**What to produce:** Each record below should be written out again exactly as given.

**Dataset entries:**
· · ·
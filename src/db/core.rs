use sqlx::{
    sqlite::{SqliteConnectOptions, SqliteJournalMode, SqlitePoolOptions, SqliteSynchronous},
    Pool, Sqlite,
};
use std::str::FromStr;
use tokio::sync::OnceCell;
use tokio::time::Duration;
use tracing::{info, instrument};

use crate::TARGET_DB;

#[derive(Clone)]
pub struct Database {
    pool: Pool<Sqlite>,
}

impl Database {
    /// Get access to the database pool
    pub fn pool(&self) -> &Pool<Sqlite> {
        &self.pool
    }
}

// Helper method to check if an sqlx error is a database lock error
pub trait DbLockErrorExt {
    fn is_database_lock_error(&self) -> bool;
}

impl DbLockErrorExt for sqlx::Error {
    fn is_database_lock_error(&self) -> bool {
        match self {
            // SQLITE_BUSY (5) and SQLITE_LOCKED (6)
            sqlx::Error::Database(err) => err.code().map_or(false, |c| c == "5" || c == "6"),
            _ => false,
        }
    }
}

impl Database {
    #[instrument(target = "db_query", level = "info")]
    pub async fn new(database_url: &str) -> Result<Self, sqlx::Error> {
        info!(target: TARGET_DB, "Creating database pool for: {}", database_url);

        let connect_options =
            SqliteConnectOptions::from_str(&format!("sqlite://{}", database_url))?
                .create_if_missing(true)
                .journal_mode(SqliteJournalMode::Wal)
                .busy_timeout(Duration::from_secs(5))
                .synchronous(SqliteSynchronous::Normal);

        let pool = SqlitePoolOptions::new()
            .max_connections(5)
            .connect_with(connect_options)
            .await?;

        info!(target: TARGET_DB, "Database pool created");

        let db = Database { pool };
        db.initialize_schema().await?;

        Ok(db)
    }

    /// Private in-memory database with a single pooled connection so every
    /// handle sees the same data. Used by tests.
    pub async fn open_in_memory() -> Result<Self, sqlx::Error> {
        let connect_options =
            SqliteConnectOptions::from_str("sqlite::memory:")?.busy_timeout(Duration::from_secs(5));

        let pool = SqlitePoolOptions::new()
            .max_connections(1)
            .idle_timeout(None)
            .max_lifetime(None)
            .connect_with(connect_options)
            .await?;

        let db = Database { pool };
        db.initialize_schema().await?;

        Ok(db)
    }

    pub async fn instance() -> &'static Database {
        static INSTANCE: OnceCell<Database> = OnceCell::const_new();

        INSTANCE
            .get_or_init(|| async {
                let database_url =
                    std::env::var("DATABASE_PATH").unwrap_or_else(|_| "newsflow.db".to_string());
                Database::new(&database_url)
                    .await
                    .expect("Failed to initialize database")
            })
            .await
    }
}
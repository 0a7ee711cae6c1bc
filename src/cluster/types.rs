use chrono::{DateTime, Utc};

/// Outcome of running the decision pipeline on one article.
#[derive(Debug, Clone, Copy, PartialEq, Eq)]
pub enum Decision {
    /// The article joined an existing issue.
    Merged { issue_id: i64 },
    /// The article opened a new issue.
    Created { issue_id: i64 },
    /// The article had already been assigned (duplicate title hash); the
    /// prior assignment stands.
    Unchanged { issue_id: i64 },
}

impl Decision {
    pub fn issue_id(&self) -> i64 {
        match self {
            Decision::Merged { issue_id }
            | Decision::Created { issue_id }
            | Decision::Unchanged { issue_id } => *issue_id,
        }
    }

    pub fn is_merge(&self) -> bool {
        matches!(self, Decision::Merged { .. })
    }
}

/// A candidate issue after scoring, ready for ranking.
#[derive(Debug, Clone)]
pub struct ScoredCandidate {
    pub issue_id: i64,
    pub article_count: i64,
    pub updated_at: DateTime<Utc>,
    /// Cosine similarity between the article and the issue centroid.
    pub similarity: f64,
    /// exp(-lambda * |dt|), the freshness factor.
    pub time_weight: f64,
    /// alpha * similarity + beta * time_weight.
    pub score: f64,
    /// Per-candidate merge cutoff; rises as the issue ages.
    pub threshold: f64,
}
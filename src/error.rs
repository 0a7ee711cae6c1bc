use thiserror::Error;

/// Failures surfaced by the clustering pipeline.
///
/// Everything except `InvariantViolation` is recoverable: the caller may
/// retry the article. `InvariantViolation` is poison and must be routed to
/// the dead-letter table instead of being retried blindly.
#[derive(Error, Debug)]
pub enum ClusterError {
    /// Upstream embedding failed or returned a malformed vector.
    #[error("embedder error: {0}")]
    Embedder(String),

    /// Vector index unreachable or returned a malformed response.
    #[error("vector index error: {0}")]
    Retrieval(String),

    /// Optimistic concurrency check on the centroid update failed and the
    /// retry budget is exhausted.
    #[error("persistence conflict on issue {issue_id} after {attempts} attempts")]
    PersistenceConflict { issue_id: i64, attempts: u32 },

    /// The processing deadline expired; nothing was persisted.
    #[error("deadline exceeded during {0}")]
    DeadlineExceeded(&'static str),

    /// Dimension mismatch, non-finite vector component, or corrupt issue
    /// state. The article is rejected and no issue is mutated.
    #[error("invariant violation: {0}")]
    InvariantViolation(String),

    #[error("database error: {0}")]
    Database(#[from] sqlx::Error),
}

impl ClusterError {
    /// Whether the caller may simply retry the article.
    pub fn is_retryable(&self) -> bool {
        !matches!(self, ClusterError::InvariantViolation(_))
    }

    /// Poison errors go to the dead-letter table, never back on the queue.
    pub fn is_poison(&self) -> bool {
        matches!(self, ClusterError::InvariantViolation(_))
    }
}

#[cfg(test)]
mod tests {
    use super::*;

    #[test]
    fn invariant_violations_are_poison() {
        let err = ClusterError::InvariantViolation("NaN in vector".to_string());
        assert!(err.is_poison());
        assert!(!err.is_retryable());
    }

    #[test]
    fn conflicts_and_timeouts_are_retryable() {
        let conflict = ClusterError::PersistenceConflict {
            issue_id: 7,
            attempts: 3,
        };
        let deadline = ClusterError::DeadlineExceeded("embed");
        assert!(conflict.is_retryable());
        assert!(deadline.is_retryable());
        assert!(!conflict.is_poison());
    }
}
· · ·
**Problem solution:**
filename src/db/core.rs
use sqlx::{
    sqlite::{SqliteConnectOptions, SqliteJournalMode, SqlitePoolOptions, SqliteSynchronous},
    Pool, Sqlite,
};
use std::str::FromStr;
use tokio::sync::OnceCell;
use tokio::time::Duration;
use tracing::{info, instrument};

use crate::TARGET_DB;

#[derive(Clone)]
pub struct Database {
    pool: Pool<Sqlite>,
}

impl Database {
    /// Get access to the database pool
    pub fn pool(&self) -> &Pool<Sqlite> {
        &self.pool
    }
}

// Helper method to check if an sqlx error is a database lock error
pub trait DbLockErrorExt {
    fn is_database_lock_error(&self) -> bool;
}

impl DbLockErrorExt for sqlx::Error {
    fn is_database_lock_error(&self) -> bool {
        match self {
            // SQLITE_BUSY (5) and SQLITE_LOCKED (6)
            sqlx::Error::Database(err) => err.code().map_or(false, |c| c == "5" || c == "6"),
            _ => false,
        }
    }
}

impl Database {
    #[instrument(target = "db_query", level = "info")]
    pub async fn new(database_url: &str) -> Result<Self, sqlx::Error> {
        info!(target: TARGET_DB, "Creating database pool for: {}", database_url);

        let connect_options =
            SqliteConnectOptions::from_str(&format!("sqlite://{}", database_url))?
                .create_if_missing(true)
                .journal_mode(SqliteJournalMode::Wal)
                .busy_timeout(Duration::from_secs(5))
                .synchronous(SqliteSynchronous::Normal);

        let pool = SqlitePoolOptions::new()
            .max_connections(5)
            .connect_with(connect_options)
            .await?;

        info!(target: TARGET_DB, "Database pool created");

        let db = Database { pool };
        db.initialize_schema().await?;

        Ok(db)
    }

    /// Private in-memory database with a single pooled connection so every
    /// handle sees the same data. Used by tests.
    pub async fn open_in_memory() -> Result<Self, sqlx::Error> {
        let connect_options =
            SqliteConnectOptions::from_str("sqlite::memory:")?.busy_timeout(Duration::from_secs(5));

        let pool = SqlitePoolOptions::new()
            .max_connections(1)
            .idle_timeout(None)
            .max_lifetime(None)
            .connect_with(connect_options)
            .await?;

        let db = Database { pool };
        db.initialize_schema().await?;

        Ok(db)
    }

    pub async fn instance() -> &'static Database {
        static INSTANCE: OnceCell<Database> = OnceCell::const_new();

        INSTANCE
            .get_or_init(|| async {
                let database_url =
                    std::env::var("DATABASE_PATH").unwrap_or_else(|_| "newsflow.db".to_string());
                Database::new(&database_url)
                    .await
                    .expect("Failed to initialize database")
            })
            .await
    }
}
repository 0a7ee711cae6c1bc
filename src/cluster/types.rs
use chrono::{DateTime, Utc};

/// Outcome of running the decision pipeline on one article.
#[derive(Debug, Clone, Copy, PartialEq, Eq)]
pub enum Decision {
    /// The article joined an existing issue.
    Merged { issue_id: i64 },
    /// The article opened a new issue.
    Created { issue_id: i64 },
    /// The article had already been assigned (duplicate title hash); the
    /// prior assignment stands.
    Unchanged { issue_id: i64 },
}

impl Decision {
    pub fn issue_id(&self) -> i64 {
        match self {
            Decision::Merged { issue_id }
            | Decision::Created { issue_id }
            | Decision::Unchanged { issue_id } => *issue_id,
        }
    }

    pub fn is_merge(&self) -> bool {
        matches!(self, Decision::Merged { .. })
    }
}

/// A candidate issue after scoring, ready for ranking.
#[derive(Debug, Clone)]
pub struct ScoredCandidate {
    pub issue_id: i64,
    pub article_count: i64,
    pub updated_at: DateTime<Utc>,
    /// Cosine similarity between the article and the issue centroid.
    pub similarity: f64,
    /// exp(-lambda * |dt|), the freshness factor.
    pub time_weight: f64,
    /// alpha * similarity + beta * time_weight.
    pub score: f64,
    /// Per-candidate merge cutoff; rises as the issue ages.
    pub threshold: f64,
}
filename src/error.rs
repository 0a7ee711cae6c1bc
use thiserror::Error;

/// Failures surfaced by the clustering pipeline.
///
/// Everything except `InvariantViolation` is recoverable: the caller may
/// retry the article. `InvariantViolation` is poison and must be routed to
/// the dead-letter table instead of being retried blindly.
#[derive(Error, Debug)]
pub enum ClusterError {
    /// Upstream embedding failed or returned a malformed vector.
    #[error("embedder error: {0}")]
    Embedder(String),

    /// Vector index unreachable or returned a malformed response.
    #[error("vector index error: {0}")]
    Retrieval(String),

    /// Optimistic concurrency check on the centroid update failed and the
    /// retry budget is exhausted.
    #[error("persistence conflict on issue {issue_id} after {attempts} attempts")]
    PersistenceConflict { issue_id: i64, attempts: u32 },

    /// The processing deadline expired; nothing was persisted.
    #[error("deadline exceeded during {0}")]
    DeadlineExceeded(&'static str),

    /// Dimension mismatch, non-finite vector component, or corrupt issue
    /// state. The article is rejected and no issue is mutated.
    #[error("invariant violation: {0}")]
    InvariantViolation(String),

    #[error("database error: {0}")]
    Database(#[from] sqlx::Error),
}

impl ClusterError {
    /// Whether the caller may simply retry the article.
    pub fn is_retryable(&self) -> bool {
        !matches!(self, ClusterError::InvariantViolation(_))
    }

    /// Poison errors go to the dead-letter table, never back on the queue.
    pub fn is_poison(&self) -> bool {
        matches!(self, ClusterError::InvariantViolation(_))
    }
}

#[cfg(test)]
mod tests {
    use super::*;

    #[test]
    fn invariant_violations_are_poison() {
        let err = ClusterError::InvariantViolation("NaN in vector".to_string());
        assert!(err.is_poison());
        assert!(!err.is_retryable());
    }

    #[test]
    fn conflicts_and_timeouts_are_retryable() {
        let conflict = ClusterError::PersistenceConflict {
            issue_id: 7,
            attempts: 3,
        };
        let deadline = ClusterError::DeadlineExceeded("embed");
        assert!(conflict.is_retryable());
        assert!(deadline.is_retryable());
        assert!(!conflict.is_poison());
    }
}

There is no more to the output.